▶ _WHAT THE TASK ASKS_
Each record has to be repeated exactly as given.

▶ _TASK INPUT_
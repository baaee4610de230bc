//! Start/end bounds for time-series queries and the timestamp parsing shared
//! with response normalization.

use crate::query::error::ValidationError;
use crate::types::into_utc_trait::IntoUtcDateTime;
use chrono::{DateTime, FixedOffset, Local, NaiveDate, NaiveDateTime, Utc};

/// A query bound as supplied by the caller.
///
/// Chrono values are resolved immediately; text is kept as given and parsed when
/// the query is built, so a string that is not a timestamp surfaces as
/// [`ValidationError::NotTemporal`] instead of a panic at the call site.
///
/// # Examples
///
/// ```
/// use chrono::{TimeZone, Utc};
/// use lvmeteo::DateTimeInput;
///
/// let a = DateTimeInput::from(Utc.with_ymd_and_hms(2024, 1, 1, 0, 0, 0).unwrap());
/// let b = DateTimeInput::from("2024-01-01T00:00:00Z");
/// assert_eq!(a.resolve("Start").unwrap(), b.resolve("Start").unwrap());
/// ```
#[derive(Debug, Clone, PartialEq, Eq)]
pub enum DateTimeInput {
    Instant(DateTime<Utc>),
    Text(String),
}

impl DateTimeInput {
    /// Resolves the bound to UTC wall-clock time.
    ///
    /// `bound` names the argument ("Start" / "End") in the validation error.
    pub fn resolve(self, bound: &'static str) -> Result<NaiveDateTime, ValidationError> {
        match self {
            DateTimeInput::Instant(dt) => Ok(dt.naive_utc()),
            DateTimeInput::Text(value) => {
                parse_timestamp(&value).ok_or(ValidationError::NotTemporal { bound, value })
            }
        }
    }
}

macro_rules! impl_from_chrono {
    ($($ty:ty),*) => {
        $(
            impl From<$ty> for DateTimeInput {
                fn from(value: $ty) -> Self {
                    DateTimeInput::Instant(value.into_utc())
                }
            }
        )*
    };
}

impl_from_chrono!(
    DateTime<Utc>,
    DateTime<FixedOffset>,
    DateTime<Local>,
    NaiveDateTime,
    NaiveDate
);

impl From<&str> for DateTimeInput {
    fn from(value: &str) -> Self {
        DateTimeInput::Text(value.to_string())
    }
}

impl From<String> for DateTimeInput {
    fn from(value: String) -> Self {
        DateTimeInput::Text(value)
    }
}

// `%#z` accepts "+02", "+0200" and "+02:00".
const OFFSET_FORMATS: [&str; 4] = [
    "%Y-%m-%dT%H:%M:%S%.f%#z",
    "%Y-%m-%d %H:%M:%S%.f%#z",
    "%Y-%m-%dT%H:%M%#z",
    "%Y-%m-%d %H:%M%#z",
];

const NAIVE_FORMATS: [&str; 4] = [
    "%Y-%m-%dT%H:%M:%S%.f",
    "%Y-%m-%d %H:%M:%S%.f",
    "%Y-%m-%dT%H:%M",
    "%Y-%m-%d %H:%M",
];

/// Parses an ISO 8601-ish timestamp into UTC wall-clock time.
///
/// Values with an offset are converted to UTC; naive values are returned as-is.
/// A bare date maps to midnight. Returns `None` for anything else.
pub(crate) fn parse_timestamp(value: &str) -> Option<NaiveDateTime> {
    let value = value.trim();
    if value.is_empty() {
        return None;
    }
    if let Ok(dt) = DateTime::parse_from_rfc3339(value) {
        return Some(dt.naive_utc());
    }
    let with_offset = match value.strip_suffix(|c| c == 'Z' || c == 'z') {
        Some(rest) => format!("{}+00:00", rest),
        None => value.to_string(),
    };
    for format in OFFSET_FORMATS {
        if let Ok(dt) = DateTime::parse_from_str(&with_offset, format) {
            return Some(dt.naive_utc());
        }
    }
    for format in NAIVE_FORMATS {
        if let Ok(naive_dt) = NaiveDateTime::parse_from_str(value, format) {
            return Some(naive_dt);
        }
    }
    NaiveDate::parse_from_str(value, "%Y-%m-%d")
        .ok()
        .map(|d| d.and_time(chrono::NaiveTime::MIN))
}
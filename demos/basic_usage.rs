use chrono::{Duration, Utc};
use lvmeteo::{LvMeteo, LvMeteoError, MeteoTable, TransportOptions};
use std::env;

#[tokio::main]
async fn main() -> Result<(), LvMeteoError> {
    configure_polars_display();
    let client = LvMeteo::with_options(TransportOptions::from_env()?);

    let parameters = ["HTDRY", "HATMN", "HATMX"];
    let stations = ["RIGASLU", "RIDM99MS", "RILP99PA"];
    let end = Utc::now();
    let start = end - Duration::days(30);

    println!("1. Meteorological archive data (AVG, MIN, MAX)");
    match client
        .series()
        .table(MeteoTable::METEO_ARCHIVE_AVG.table_name)
        .stations(stations)
        .parameters(parameters)
        .start(start)
        .end(end)
        .call()
        .await
    {
        Ok(series) => println!("{:?}\n{}", series.frame().shape(), series.frame().head(Some(5))),
        Err(e) => println!("   Error: {}", e),
    }

    println!("2. Meteorological stations");
    match client.meteo_stations().await {
        Ok(table) => println!(
            "   {} stations\n{}",
            table.height(),
            table
                .frame()
                .select(["name", "latitude", "longitude"])?
                .head(Some(5))
        ),
        Err(e) => println!("   Error: {}", e),
    }

    println!("3. Hydrological stations");
    match client.hydro_stations().await {
        Ok(table) => println!("   {} stations\n{}", table.height(), table.frame().head(Some(5))),
        Err(e) => println!("   Error: {}", e),
    }

    println!("4. Meteorological parameters");
    match client.meteo_params().await {
        Ok(table) => println!(
            "   {} parameters\n{}",
            table.height(),
            table
                .frame()
                .select(["param_id", "description_EN", "unit"])?
                .head(Some(5))
        ),
        Err(e) => println!("   Error: {}", e),
    }

    println!("5. Hydrological parameters");
    match client.hydro_params().await {
        Ok(table) => println!("   {} parameters\n{}", table.height(), table.frame().head(Some(5))),
        Err(e) => println!("   Error: {}", e),
    }

    println!("6. Weather phenomena");
    match client
        .series()
        .table(MeteoTable::WEATHER_PHENOMENA_ARCHIVE.table_name)
        .stations(stations)
        .parameters("PHENO")
        .start(start)
        .end(end)
        .call()
        .await
    {
        Ok(series) if series.is_empty() => println!("   No weather phenomena in this period."),
        Ok(series) => println!("{}", series.frame().head(Some(5))),
        Err(e) => println!("   Error: {}", e),
    }

    println!("7. Custom SQL");
    let sql = format!(
        r#"SELECT "ABBREVIATION", avg("VALUE") as avg_value, count(*) as count FROM "{}" GROUP BY "ABBREVIATION" ORDER BY count DESC LIMIT 10"#,
        MeteoTable::METEO_ARCHIVE.table_name
    );
    match client.sql().query(sql).call().await {
        Ok(table) => println!("{}", table.frame()),
        Err(e) => println!("   Error: {}", e),
    }

    Ok(())
}

fn configure_polars_display() {
    // show every column
    env::set_var("POLARS_FMT_MAX_COLS", "-1");
    env::set_var("POLARS_FMT_MAX_ROWS", "20");
}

▶ _ANSWER SPACE_
repository baaee4610de230bc
//! Start/end bounds for time-series queries and the timestamp parsing shared
//! with response normalization.

use crate::query::error::ValidationError;
use crate::types::into_utc_trait::IntoUtcDateTime;
use chrono::{DateTime, FixedOffset, Local, NaiveDate, NaiveDateTime, Utc};

/// A query bound as supplied by the caller.
///
/// Chrono values are resolved immediately; text is kept as given and parsed when
/// the query is built, so a string that is not a timestamp surfaces as
/// [`ValidationError::NotTemporal`] instead of a panic at the call site.
///
/// # Examples
///
/// ```
/// use chrono::{TimeZone, Utc};
/// use lvmeteo::DateTimeInput;
///
/// let a = DateTimeInput::from(Utc.with_ymd_and_hms(2024, 1, 1, 0, 0, 0).unwrap());
/// let b = DateTimeInput::from("2024-01-01T00:00:00Z");
/// assert_eq!(a.resolve("Start").unwrap(), b.resolve("Start").unwrap());
/// ```
#[derive(Debug, Clone, PartialEq, Eq)]
pub enum DateTimeInput {
    Instant(DateTime<Utc>),
    Text(String),
}

impl DateTimeInput {
    /// Resolves the bound to UTC wall-clock time.
    ///
    /// `bound` names the argument ("Start" / "End") in the validation error.
    pub fn resolve(self, bound: &'static str) -> Result<NaiveDateTime, ValidationError> {
        match self {
            DateTimeInput::Instant(dt) => Ok(dt.naive_utc()),
            DateTimeInput::Text(value) => {
                parse_timestamp(&value).ok_or(ValidationError::NotTemporal { bound, value })
            }
        }
    }
}

macro_rules! impl_from_chrono {
    ($($ty:ty),*) => {
        $(
            impl From<$ty> for DateTimeInput {
                fn from(value: $ty) -> Self {
                    DateTimeInput::Instant(value.into_utc())
                }
            }
        )*
    };
}

impl_from_chrono!(
    DateTime<Utc>,
    DateTime<FixedOffset>,
    DateTime<Local>,
    NaiveDateTime,
    NaiveDate
);

impl From<&str> for DateTimeInput {
    fn from(value: &str) -> Self {
        DateTimeInput::Text(value.to_string())
    }
}

impl From<String> for DateTimeInput {
    fn from(value: String) -> Self {
        DateTimeInput::Text(value)
    }
}

// `%#z` accepts "+02", "+0200" and "+02:00".
const OFFSET_FORMATS: [&str; 4] = [
    "%Y-%m-%dT%H:%M:%S%.f%#z",
    "%Y-%m-%d %H:%M:%S%.f%#z",
    "%Y-%m-%dT%H:%M%#z",
    "%Y-%m-%d %H:%M%#z",
];

const NAIVE_FORMATS: [&str; 4] = [
    "%Y-%m-%dT%H:%M:%S%.f",
    "%Y-%m-%d %H:%M:%S%.f",
    "%Y-%m-%dT%H:%M",
    "%Y-%m-%d %H:%M",
];

/// Parses an ISO 8601-ish timestamp into UTC wall-clock time.
///
/// Values with an offset are converted to UTC; naive values are returned as-is.
/// A bare date maps to midnight. Returns `None` for anything else.
pub(crate) fn parse_timestamp(value: &str) -> Option<NaiveDateTime> {
    let value = value.trim();
    if value.is_empty() {
        return None;
    }
    if let Ok(dt) = DateTime::parse_from_rfc3339(value) {
        return Some(dt.naive_utc());
    }
    let with_offset = match value.strip_suffix(|c| c == 'Z' || c == 'z') {
        Some(rest) => format!("{}+00:00", rest),
        None => value.to_string(),
    };
    for format in OFFSET_FORMATS {
        if let Ok(dt) = DateTime::parse_from_str(&with_offset, format) {
            return Some(dt.naive_utc());
        }
    }
    for format in NAIVE_FORMATS {
        if let Ok(naive_dt) = NaiveDateTime::parse_from_str(value, format) {
            return Some(naive_dt);
        }
    }
    NaiveDate::parse_from_str(value, "%Y-%m-%d")
        .ok()
        .map(|d| d.and_time(chrono::NaiveTime::MIN))
}
filename demos/basic_usage.rs
use chrono::{Duration, Utc};
use lvmeteo::{LvMeteo, LvMeteoError, MeteoTable, TransportOptions};
use std::env;

#[tokio::main]
async fn main() -> Result<(), LvMeteoError> {
    configure_polars_display();
    let client = LvMeteo::with_options(TransportOptions::from_env()?);

    let parameters = ["HTDRY", "HATMN", "HATMX"];
    let stations = ["RIGASLU", "RIDM99MS", "RILP99PA"];
    let end = Utc::now();
    let start = end - Duration::days(30);

    println!("1. Meteorological archive data (AVG, MIN, MAX)");
    match client
        .series()
        .table(MeteoTable::METEO_ARCHIVE_AVG.table_name)
        .stations(stations)
        .parameters(parameters)
        .start(start)
        .end(end)
        .call()
        .await
    {
        Ok(series) => println!("{:?}\n{}", series.frame().shape(), series.frame().head(Some(5))),
        Err(e) => println!("   Error: {}", e),
    }

    println!("2. Meteorological stations");
    match client.meteo_stations().await {
        Ok(table) => println!(
            "   {} stations\n{}",
            table.height(),
            table
                .frame()
                .select(["name", "latitude", "longitude"])?
                .head(Some(5))
        ),
        Err(e) => println!("   Error: {}", e),
    }

    println!("3. Hydrological stations");
    match client.hydro_stations().await {
        Ok(table) => println!("   {} stations\n{}", table.height(), table.frame().head(Some(5))),
        Err(e) => println!("   Error: {}", e),
    }

    println!("4. Meteorological parameters");
    match client.meteo_params().await {
        Ok(table) => println!(
            "   {} parameters\n{}",
            table.height(),
            table
                .frame()
                .select(["param_id", "description_EN", "unit"])?
                .head(Some(5))
        ),
        Err(e) => println!("   Error: {}", e),
    }

    println!("5. Hydrological parameters");
    match client.hydro_params().await {
        Ok(table) => println!("   {} parameters\n{}", table.height(), table.frame().head(Some(5))),
        Err(e) => println!("   Error: {}", e),
    }

    println!("6. Weather phenomena");
    match client
        .series()
        .table(MeteoTable::WEATHER_PHENOMENA_ARCHIVE.table_name)
        .stations(stations)
        .parameters("PHENO")
        .start(start)
        .end(end)
        .call()
        .await
    {
        Ok(series) if series.is_empty() => println!("   No weather phenomena in this period."),
        Ok(series) => println!("{}", series.frame().head(Some(5))),
        Err(e) => println!("   Error: {}", e),
    }

    println!("7. Custom SQL");
    let sql = format!(
        r#"SELECT "ABBREVIATION", avg("VALUE") as avg_value, count(*) as count FROM "{}" GROUP BY "ABBREVIATION" ORDER BY count DESC LIMIT 10"#,
        MeteoTable::METEO_ARCHIVE.table_name
    );
    match client.sql().query(sql).call().await {
        Ok(table) => println!("{}", table.frame()),
        Err(e) => println!("   Error: {}", e),
    }

    Ok(())
}

fn configure_polars_display() {
    // show every column
    env::set_var("POLARS_FMT_MAX_COLS", "-1");
    env::set_var("POLARS_FMT_MAX_ROWS", "20");
}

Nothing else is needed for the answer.